In the 2014 version, Europeans “helped increase the intensity and destructiveness of American Indian warfare.” Now it says simply that the Europeans’ introduction of guns and alcohol “stimulated changes” in native communities.

In the 2014 section on World War II, students were given specific details about Japanese internment camps and the atomic bomb. In the new version, students are told simply that Americans saw the war as a fight for freedom and against fascism.

President Reagan is no longer “bellicose” toward the Soviet Union but rather gives “speeches” and engages in “a buildup of nuclear and conventional weapons.”

The 2014 version stated: “Many Europeans developed a belief in white superiority to justify their subjugation of Africans and American Indians, using several different rationales.” By 2015, we read that interracial interaction in the colonial and antebellum years spurred “evolving religious, cultural, and racial justifications for [their] subjugation.”

You get the idea.

These changes are part of a dangerous trend in education to gloss over or ignore any problems in U.S. history. Thus, Arizona banned ethnic studies classes as “leading to communism,” the Texas textbook standards largely ignore anyone of color in the history of the state, the Tennessee Tea Party tried to ban all mention of slavery in their textbooks, and now we have these new AP standards.

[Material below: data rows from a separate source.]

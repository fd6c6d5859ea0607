// Copyright (c) 2023 Hemashushu <hippospark@gmail.com>, All rights reserved.
//
// This Source Code Form is subject to the terms of
// the Mozilla Public License version 2.0 and additional exceptions,
// more details in file LICENSE and CONTRIBUTING.

// the program image binary layout (word offsets):
//
//              |--------------------------------------|
//          0   | VERSION                        (= 2) |
//          1   | INSTANCE_COUNT                       |
//          2   | GLOBALS_SIZE        (StackWord cells)|
//          3   | SHARED_FUNCTION_COUNT                |
//          4   | TYPE_COUNT                           |
//          5   | INSTANCE_TABLE_OFFSET                |
//          6   | TYPE_TABLE_OFFSET                    |
//          7   | SHARED_FUNCTION_TABLE_OFFSET         |
//              |--------------------------------------|
// instance --> | TYPE_ID 0     | GLOBALS_BASE 0       | <-- 2 words per entry
//    table     | TYPE_ID 1     | GLOBALS_BASE 1       |
//              | ...                                  |
//              |--------------------------------------|
//     type --> | FUNC_COUNT 0  | FUNC_TABLE_OFFSET 0  | <-- 2 words per entry
//    table     | FUNC_COUNT 1  | FUNC_TABLE_OFFSET 1  |
//              | ...                                  |
//              |--------------------------------------|
//     func --> | BODY_OFFSET 0 | BODY_OFFSET 1 | ...  | <-- dense, absolute
//   tables     | ...                                  |
//              |--------------------------------------|
//   shared --> | BODY_OFFSET 0 | BODY_OFFSET 1 | ...  |
//    table     |--------------------------------------|
//              | static data and function bodies      |
//              |--------------------------------------|
//
// all static data, per-type and shared alike, lives in the single
// shared static region; static addresses are global within the image.

use fluxvm_types::{
    ProgramWord, VmError, HEADER_GLOBALS_SIZE, HEADER_INSTANCE_COUNT, HEADER_INSTANCE_TABLE_OFFSET,
    HEADER_SHARED_FUNCTION_COUNT, HEADER_SHARED_FUNCTION_TABLE_OFFSET, HEADER_SIZE,
    HEADER_TYPE_COUNT, HEADER_TYPE_TABLE_OFFSET, HEADER_VERSION, PROGRAM_VERSION,
};

/// a read-only view over a loaded program image.
///
/// the view borrows the word buffer, loading allocates nothing.
#[derive(Debug, Clone, Copy, PartialEq)]
pub struct ProgramImage<'a> {
    words: &'a [ProgramWord],
}

/// one instance table entry, a zero-allocation view
#[derive(Debug, Clone, Copy, PartialEq)]
pub struct InstanceEntry {
    pub type_id: usize,
    pub globals_base: usize,
}

/// one type table entry
#[derive(Debug, Clone, Copy, PartialEq)]
pub struct TypeEntry {
    pub function_count: usize,
    pub function_table_offset: usize,
}

impl<'a> ProgramImage<'a> {
    /// validates the header and every descriptor table.
    ///
    /// after `load` succeeds, all table lookups can only fail for
    /// out-of-range indices, never for a malformed image.
    pub fn load(words: &'a [ProgramWord]) -> Result<Self, VmError> {
        if words.len() < HEADER_SIZE {
            return Err(VmError::OutOfBoundsStaticRead(words.len()));
        }

        let version = words[HEADER_VERSION];
        if version != PROGRAM_VERSION {
            return Err(VmError::InvalidProgramVersion(version));
        }

        let image = Self { words };

        let globals_size = image.globals_size();
        let type_count = image.type_count();

        // every table offset must reference a location inside the image
        // and every function entry must point into the image as well.

        for type_id in 0..type_count {
            let entry = image.type_entry(type_id)?;
            for function_index in 0..entry.function_count {
                image.function_entry(type_id, function_index)?;
            }
        }

        for machine_index in 0..image.instance_count() {
            let entry = image.instance(machine_index)?;
            if entry.type_id >= type_count {
                let offset = image.instance_table_offset() + machine_index * 2;
                return Err(VmError::OutOfBoundsStaticRead(offset));
            }
            if entry.globals_base > globals_size {
                return Err(VmError::GlobalsBufferTooSmall);
            }
        }

        for index in 0..image.shared_function_count() {
            image.shared_function_entry(index)?;
        }

        Ok(image)
    }

    pub fn len(&self) -> usize {
        self.words.len()
    }

    pub fn is_empty(&self) -> bool {
        self.words.is_empty()
    }

    /// one program word, bounds-checked
    pub fn word(&self, address: usize) -> Result<ProgramWord, VmError> {
        self.words
            .get(address)
            .copied()
            .ok_or(VmError::OutOfBoundsStaticRead(address))
    }

    pub fn instance_count(&self) -> usize {
        self.words[HEADER_INSTANCE_COUNT] as usize
    }

    pub fn globals_size(&self) -> usize {
        self.words[HEADER_GLOBALS_SIZE] as usize
    }

    pub fn shared_function_count(&self) -> usize {
        self.words[HEADER_SHARED_FUNCTION_COUNT] as usize
    }

    pub fn type_count(&self) -> usize {
        self.words[HEADER_TYPE_COUNT] as usize
    }

    pub fn instance_table_offset(&self) -> usize {
        self.words[HEADER_INSTANCE_TABLE_OFFSET] as usize
    }

    pub fn type_table_offset(&self) -> usize {
        self.words[HEADER_TYPE_TABLE_OFFSET] as usize
    }

    pub fn shared_function_table_offset(&self) -> usize {
        self.words[HEADER_SHARED_FUNCTION_TABLE_OFFSET] as usize
    }

    pub fn instance(&self, machine_index: usize) -> Result<InstanceEntry, VmError> {
        if machine_index >= self.instance_count() {
            return Err(VmError::MachineIndexOutOfRange(machine_index));
        }
        let offset = self.instance_table_offset() + machine_index * 2;
        Ok(InstanceEntry {
            type_id: self.word(offset)? as usize,
            globals_base: self.word(offset + 1)? as usize,
        })
    }

    pub fn type_entry(&self, type_id: usize) -> Result<TypeEntry, VmError> {
        if type_id >= self.type_count() {
            return Err(VmError::OutOfBoundsStaticRead(
                self.type_table_offset() + type_id * 2,
            ));
        }
        let offset = self.type_table_offset() + type_id * 2;
        Ok(TypeEntry {
            function_count: self.word(offset)? as usize,
            function_table_offset: self.word(offset + 1)? as usize,
        })
    }

    /// the absolute entry point of a type function
    pub fn function_entry(&self, type_id: usize, function_index: usize) -> Result<usize, VmError> {
        let entry = self.type_entry(type_id)?;
        if function_index >= entry.function_count {
            return Err(VmError::OutOfBoundsStaticRead(
                entry.function_table_offset + function_index,
            ));
        }
        let pc = self.word(entry.function_table_offset + function_index)? as usize;
        if pc >= self.words.len() {
            return Err(VmError::OutOfBoundsStaticRead(pc));
        }
        Ok(pc)
    }

    /// the absolute entry point of a shared function
    pub fn shared_function_entry(&self, index: usize) -> Result<usize, VmError> {
        if index >= self.shared_function_count() {
            return Err(VmError::SharedFunctionIndexOutOfRange(index));
        }
        let pc = self.word(self.shared_function_table_offset() + index)? as usize;
        if pc >= self.words.len() {
            return Err(VmError::OutOfBoundsStaticRead(pc));
        }
        Ok(pc)
    }
}

#[cfg(test)]
mod tests {
    use fluxvm_types::VmError;
    use pretty_assertions::assert_eq;

    use super::ProgramImage;

    // a hand-assembled image: one type with one function (EXIT at
    // offset 13), one instance, no shared functions.
    fn tiny_image() -> Vec<u16> {
        vec![
            2,  // version
            1,  // instance count
            4,  // globals size
            0,  // shared function count
            1,  // type count
            8,  // instance table offset
            10, // type table offset
            13, // shared function table offset (empty table)
            // instance table
            0, 0, // type 0, globals base 0
            // type table
            1, 12, // one function, table at 12
            // function table
            13, // body offset
            // body
            26, // EXIT
        ]
    }

    #[test]
    fn test_load_and_lookup() {
        let words = tiny_image();
        let image = ProgramImage::load(&words).unwrap();

        assert_eq!(image.instance_count(), 1);
        assert_eq!(image.globals_size(), 4);
        assert_eq!(image.type_count(), 1);

        let instance = image.instance(0).unwrap();
        assert_eq!(instance.type_id, 0);
        assert_eq!(instance.globals_base, 0);

        let entry = image.type_entry(0).unwrap();
        assert_eq!(entry.function_count, 1);
        assert_eq!(image.function_entry(0, 0).unwrap(), 13);

        assert_eq!(
            image.instance(1),
            Err(VmError::MachineIndexOutOfRange(1))
        );
        assert_eq!(
            image.shared_function_entry(0),
            Err(VmError::SharedFunctionIndexOutOfRange(0))
        );
    }

    #[test]
    fn test_reject_unknown_version() {
        let mut words = tiny_image();
        words[0] = 3;
        assert_eq!(
            ProgramImage::load(&words),
            Err(VmError::InvalidProgramVersion(3))
        );
    }

    #[test]
    fn test_reject_dangling_function_entry() {
        let mut words = tiny_image();
        words[12] = 100; // function body offset outside the image
        assert_eq!(
            ProgramImage::load(&words),
            Err(VmError::OutOfBoundsStaticRead(100))
        );
    }

    #[test]
    fn test_reject_truncated_image() {
        let words = tiny_image();
        assert_eq!(
            ProgramImage::load(&words[0..6]),
            Err(VmError::OutOfBoundsStaticRead(6))
        );
    }
}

There’s also another problem: the revised 2014 standards were very similar to the Common Core standards, in encouraging students to think for themselves, and develop their own arguments based on evidence. Conservatives don’t like the idea of students thinking for themselves, so they rose up against these standards.

At a time when the U.S. still has a “gaping racial wound,” to quote Jon Stewart, our public education system should be taking a stand for the truth, not trying to minimize any issues they find unpleasant.

 

98 comments

Lorrie O
Lorrie O4 months ago

The only Isis is Isis, Goddess, Supreme Good Goddess. Pledge is pledge allegiance to the Flag, Blue Flag, iris versicolor. Prism, ism is the only ism. FrOM iris to Iris, Goddess, Creator, and to Isis, Goddess, Preserver: the iris versicolor co- operation, the Life do, the neither forced conception death business, nor rape death business, neither adoption death business, nor abortion death business, Supreme Truth Supreme Good Life do.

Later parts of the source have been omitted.